Task details:
In the listing below, repeat exactly every line from the first through the line containing "pub fn validate(&self)", with nothing else.

Material supplied:
::::::
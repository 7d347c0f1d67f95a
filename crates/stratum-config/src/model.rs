use std::path::{Path, PathBuf};

use serde::{Deserialize, Serialize};
use stratum_common::{Error, IdentifierValidator, Result};

#[derive(Debug, Clone, Default, PartialEq, Eq, Serialize, Deserialize)]
#[serde(default)]
pub struct AppConfig {
    pub database: DatabaseConfig,
    pub migrations: MigrationsConfig,
}

#[derive(Debug, Clone, PartialEq, Eq, Serialize, Deserialize)]
#[serde(default)]
pub struct DatabaseConfig {
    pub path: PathBuf,
}

impl Default for DatabaseConfig {
    fn default() -> Self {
        Self {
            path: PathBuf::from("stratum.db"),
        }
    }
}

#[derive(Debug, Clone, PartialEq, Eq, Serialize, Deserialize)]
#[serde(default)]
pub struct MigrationsConfig {
    /// Directory holding `<version>_<name>/up.sql` migrations.
    pub dir: PathBuf,
    /// Table recording applied versions.
    pub table: String,
    /// Old single-row version table, read once when `table` is first created.
    pub legacy_table: String,
}

impl Default for MigrationsConfig {
    fn default() -> Self {
        Self {
            dir: PathBuf::from("migrations"),
            table: "schema_migration".to_string(),
            legacy_table: "schema_info".to_string(),
        }
    }
}

impl AppConfig {
    pub fn validate(&self) -> Result<()> {
        IdentifierValidator::validate_table_name(&self.migrations.table)?;
        IdentifierValidator::validate_table_name(&self.migrations.legacy_table)?;
        if self.migrations.table == self.migrations.legacy_table {
            return Err(Error::Config(format!(
                "version table and legacy table are both {:?}",
                self.migrations.table
            )));
        }
        Ok(())
    }

    /// Resolve relative paths against `base`, usually the config file's directory.
    pub fn resolve_paths(&mut self, base: &Path) {
        if self.database.path.is_relative() {
            self.database.path = base.join(&self.database.path);
        }
        if self.migrations.dir.is_relative() {
            self.migrations.dir = base.join(&self.migrations.dir);
        }
    }
}
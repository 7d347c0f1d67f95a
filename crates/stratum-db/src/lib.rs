pub mod handle;
pub mod sqlite;
pub mod version_store;

pub use handle::DatabaseHandle;
pub use sqlite::SqliteHandle;
pub use version_store::{DEFAULT_LEGACY_TABLE, DEFAULT_TABLE, VersionStore};
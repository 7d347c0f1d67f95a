use std::cmp::Ordering;
use std::fmt;
use std::str::FromStr;

use crate::error::{Error, Result};

/// A migration version: an arbitrary-length decimal digit string.
///
/// Only the normalized form (leading zeros stripped, at least one digit kept)
/// is stored, so `"007"`, `"7"` and `"0000007"` build identical values.
/// Ordering is by numeric magnitude and never goes through a machine integer,
/// which keeps 14-digit timestamps and longer identifiers exact.
#[derive(Debug, Clone, PartialEq, Eq, Hash)]
pub struct Version(String);

/// Which way a migration step runs.
#[derive(Debug, Clone, Copy, PartialEq, Eq)]
pub enum Direction {
    Up,
    Down,
}

impl fmt::Display for Direction {
    fn fmt(&self, f: &mut fmt::Formatter<'_>) -> fmt::Result {
        match self {
            Direction::Up => f.write_str("up"),
            Direction::Down => f.write_str("down"),
        }
    }
}

impl Version {
    /// Build a version from a bare digit string.
    pub fn new(digits: &str) -> Result<Self> {
        if digits.is_empty() || !digits.bytes().all(|b| b.is_ascii_digit()) {
            return Err(Error::MalformedVersion(digits.to_string()));
        }
        Ok(Self(normalize(digits).to_string()))
    }

    /// Extract the version token from a migration identifier such as
    /// `20240101120000_create_users` or `007_seed.sql`.
    ///
    /// The token is everything before the first `_` of the name, once any
    /// extension has been dropped.
    pub fn parse(name: &str) -> Result<Self> {
        let stem = name.split('.').next().unwrap_or(name);
        let token = stem.split('_').next().unwrap_or(stem);
        Self::new(token).map_err(|_| Error::MalformedVersion(name.to_string()))
    }

    pub fn zero() -> Self {
        Self("0".to_string())
    }

    pub fn is_zero(&self) -> bool {
        self.0 == "0"
    }

    pub fn as_str(&self) -> &str {
        &self.0
    }

    /// Successor of this version, used when backfilling integer ranges.
    pub fn next(&self) -> Self {
        let mut digits = self.0.clone().into_bytes();
        for d in digits.iter_mut().rev() {
            if *d == b'9' {
                *d = b'0';
            } else {
                *d += 1;
                return Self(String::from_utf8_lossy(&digits).into_owned());
            }
        }
        digits.insert(0, b'1');
        Self(String::from_utf8_lossy(&digits).into_owned())
    }
}

/// Strip leading zeros, keeping at least one digit.
pub fn normalize(raw: &str) -> &str {
    let trimmed = raw.trim_start_matches('0');
    if trimmed.is_empty() && !raw.is_empty() {
        &raw[raw.len() - 1..]
    } else {
        trimmed
    }
}

/// Natural-order comparison of two digit strings, ignoring leading zeros.
pub fn compare(a: &str, b: &str) -> Ordering {
    let (a, b) = (normalize(a), normalize(b));
    a.len().cmp(&b.len()).then_with(|| a.cmp(b))
}

impl Ord for Version {
    fn cmp(&self, other: &Self) -> Ordering {
        compare(&self.0, &other.0)
    }
}

impl PartialOrd for Version {
    fn partial_cmp(&self, other: &Self) -> Option<Ordering> {
        Some(self.cmp(other))
    }
}

impl FromStr for Version {
    type Err = Error;

    fn from_str(s: &str) -> Result<Self> {
        Self::new(s.trim())
    }
}

impl fmt::Display for Version {
    fn fmt(&self, f: &mut fmt::Formatter<'_>) -> fmt::Result {
        f.write_str(&self.0)
    }
}

impl From<u64> for Version {
    fn from(n: u64) -> Self {
        Self(n.to_string())
    }
}
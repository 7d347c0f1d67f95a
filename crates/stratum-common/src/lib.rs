pub mod error;
pub mod validation;
pub mod version;

pub use error::{Error, Result};
pub use validation::IdentifierValidator;
pub use version::{Direction, Version};
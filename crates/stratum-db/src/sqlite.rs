use std::path::Path;

use rusqlite::types::ValueRef;
use rusqlite::{Connection, params};
use stratum_common::{Error, Result};
use tracing::{debug, info};

use crate::handle::DatabaseHandle;

/// [`DatabaseHandle`] over a single SQLite connection.
pub struct SqliteHandle {
    conn: Connection,
}

impl SqliteHandle {
    pub fn open(db_path: &Path) -> Result<Self> {
        info!("opening database at {}", db_path.display());
        let conn = Connection::open(db_path)
            .map_err(|e| Error::Database(format!("failed to open database: {e}")))?;

        conn.execute_batch("PRAGMA journal_mode=WAL; PRAGMA foreign_keys=ON;")
            .map_err(|e| Error::Database(format!("failed to set pragmas: {e}")))?;

        Ok(Self { conn })
    }

    pub fn in_memory() -> Result<Self> {
        let conn = Connection::open_in_memory()
            .map_err(|e| Error::Database(format!("failed to open in-memory database: {e}")))?;

        conn.execute_batch("PRAGMA foreign_keys=ON;")
            .map_err(|e| Error::Database(format!("failed to set pragmas: {e}")))?;

        Ok(Self { conn })
    }

    /// The underlying connection, for SQLite-specific migration code.
    pub fn connection(&self) -> &Connection {
        &self.conn
    }

    pub fn in_transaction(&self) -> bool {
        !self.conn.is_autocommit()
    }
}

impl DatabaseHandle for SqliteHandle {
    fn begin(&mut self) -> Result<()> {
        if self.in_transaction() {
            return Err(Error::Database("transaction already open".into()));
        }
        self.conn
            .execute_batch("BEGIN")
            .map_err(|e| Error::Database(format!("failed to begin transaction: {e}")))
    }

    fn commit(&mut self) -> Result<()> {
        self.conn
            .execute_batch("COMMIT")
            .map_err(|e| Error::Database(format!("failed to commit transaction: {e}")))
    }

    fn rollback(&mut self) -> Result<()> {
        // A failed statement may already have ended the transaction.
        if !self.in_transaction() {
            return Ok(());
        }
        self.conn
            .execute_batch("ROLLBACK")
            .map_err(|e| Error::Database(format!("failed to roll back transaction: {e}")))
    }

    fn execute(&mut self, sql: &str) -> Result<usize> {
        debug!("execute: {sql}");
        self.conn
            .execute(sql, [])
            .map_err(|e| Error::Database(format!("statement failed: {e}")))
    }

    fn execute_batch(&mut self, sql: &str) -> Result<()> {
        debug!("execute batch: {sql}");
        self.conn
            .execute_batch(sql)
            .map_err(|e| Error::Database(format!("batch failed: {e}")))
    }

    fn query_column(&mut self, sql: &str) -> Result<Vec<String>> {
        debug!("query: {sql}");
        let mut stmt = self
            .conn
            .prepare(sql)
            .map_err(|e| Error::Database(format!("failed to prepare query: {e}")))?;

        let rows = stmt
            .query_map([], |row| {
                Ok(match row.get_ref(0)? {
                    ValueRef::Null => None,
                    ValueRef::Integer(i) => Some(i.to_string()),
                    ValueRef::Real(f) => Some(f.to_string()),
                    ValueRef::Text(t) | ValueRef::Blob(t) => {
                        Some(String::from_utf8_lossy(t).into_owned())
                    }
                })
            })
            .map_err(|e| Error::Database(format!("query failed: {e}")))?;

        let mut values = Vec::new();
        for row in rows {
            if let Some(value) =
                row.map_err(|e| Error::Database(format!("failed to read row: {e}")))?
            {
                values.push(value);
            }
        }
        Ok(values)
    }

    fn table_exists(&mut self, name: &str) -> Result<bool> {
        self.conn
            .query_row(
                "SELECT count(*) > 0 FROM sqlite_master WHERE type='table' AND name=?1",
                params![name],
                |row| row.get(0),
            )
            .map_err(|e| Error::Database(format!("failed to check table {name}: {e}")))
    }
}
use stratum_common::{Error, Result};
use stratum_db::DatabaseHandle;

/// Forward and backward logic for one migration version.
///
/// Both entry points run inside a transaction opened by the runner and
/// should not begin or commit transactions themselves.
pub trait MigrationUnit {
    fn up(&self, db: &mut dyn DatabaseHandle) -> Result<()>;

    fn down(&self, db: &mut dyn DatabaseHandle) -> Result<()>;
}

/// A migration written as plain SQL scripts.
#[derive(Debug, Clone)]
pub struct SqlMigration {
    up: String,
    down: Option<String>,
}

impl SqlMigration {
    pub fn new(up: impl Into<String>, down: Option<String>) -> Self {
        Self {
            up: up.into(),
            down,
        }
    }

    pub fn reversible(up: impl Into<String>, down: impl Into<String>) -> Self {
        Self::new(up, Some(down.into()))
    }

    /// A migration that cannot be undone; running `down` fails.
    pub fn irreversible(up: impl Into<String>) -> Self {
        Self::new(up, None)
    }
}

impl MigrationUnit for SqlMigration {
    fn up(&self, db: &mut dyn DatabaseHandle) -> Result<()> {
        db.execute_batch(&self.up)
    }

    fn down(&self, db: &mut dyn DatabaseHandle) -> Result<()> {
        match &self.down {
            Some(sql) => db.execute_batch(sql),
            None => Err(Error::Other("migration has no down script".into())),
        }
    }
}

/// Adapts a pair of closures into a [`MigrationUnit`].
pub struct FnMigration<U, D> {
    up: U,
    down: D,
}

impl<U, D> FnMigration<U, D>
where
    U: Fn(&mut dyn DatabaseHandle) -> Result<()>,
    D: Fn(&mut dyn DatabaseHandle) -> Result<()>,
{
    pub fn new(up: U, down: D) -> Self {
        Self { up, down }
    }
}

impl<U, D> MigrationUnit for FnMigration<U, D>
where
    U: Fn(&mut dyn DatabaseHandle) -> Result<()>,
    D: Fn(&mut dyn DatabaseHandle) -> Result<()>,
{
    fn up(&self, db: &mut dyn DatabaseHandle) -> Result<()> {
        (self.up)(db)
    }

    fn down(&self, db: &mut dyn DatabaseHandle) -> Result<()> {
        (self.down)(db)
    }
}
pub mod loader;
pub mod model;

pub use loader::ConfigLoader;
pub use model::{AppConfig, DatabaseConfig, MigrationsConfig};
pub use stratum_common::IdentifierValidator;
::::::
Output of the task:
repository 7d347c0f1d67f95a
filename crates/stratum-config/src/model.rs
use std::path::{Path, PathBuf};

use serde::{Deserialize, Serialize};
use stratum_common::{Error, IdentifierValidator, Result};

#[derive(Debug, Clone, Default, PartialEq, Eq, Serialize, Deserialize)]
#[serde(default)]
pub struct AppConfig {
    pub database: DatabaseConfig,
    pub migrations: MigrationsConfig,
}

#[derive(Debug, Clone, PartialEq, Eq, Serialize, Deserialize)]
#[serde(default)]
pub struct DatabaseConfig {
    pub path: PathBuf,
}

impl Default for DatabaseConfig {
    fn default() -> Self {
        Self {
            path: PathBuf::from("stratum.db"),
        }
    }
}

#[derive(Debug, Clone, PartialEq, Eq, Serialize, Deserialize)]
#[serde(default)]
pub struct MigrationsConfig {
    /// Directory holding `<version>_<name>/up.sql` migrations.
    pub dir: PathBuf,
    /// Table recording applied versions.
    pub table: String,
    /// Old single-row version table, read once when `table` is first created.
    pub legacy_table: String,
}

impl Default for MigrationsConfig {
    fn default() -> Self {
        Self {
            dir: PathBuf::from("migrations"),
            table: "schema_migration".to_string(),
            legacy_table: "schema_info".to_string(),
        }
    }
}

impl AppConfig {
    pub fn validate(&self) -> Result<()> {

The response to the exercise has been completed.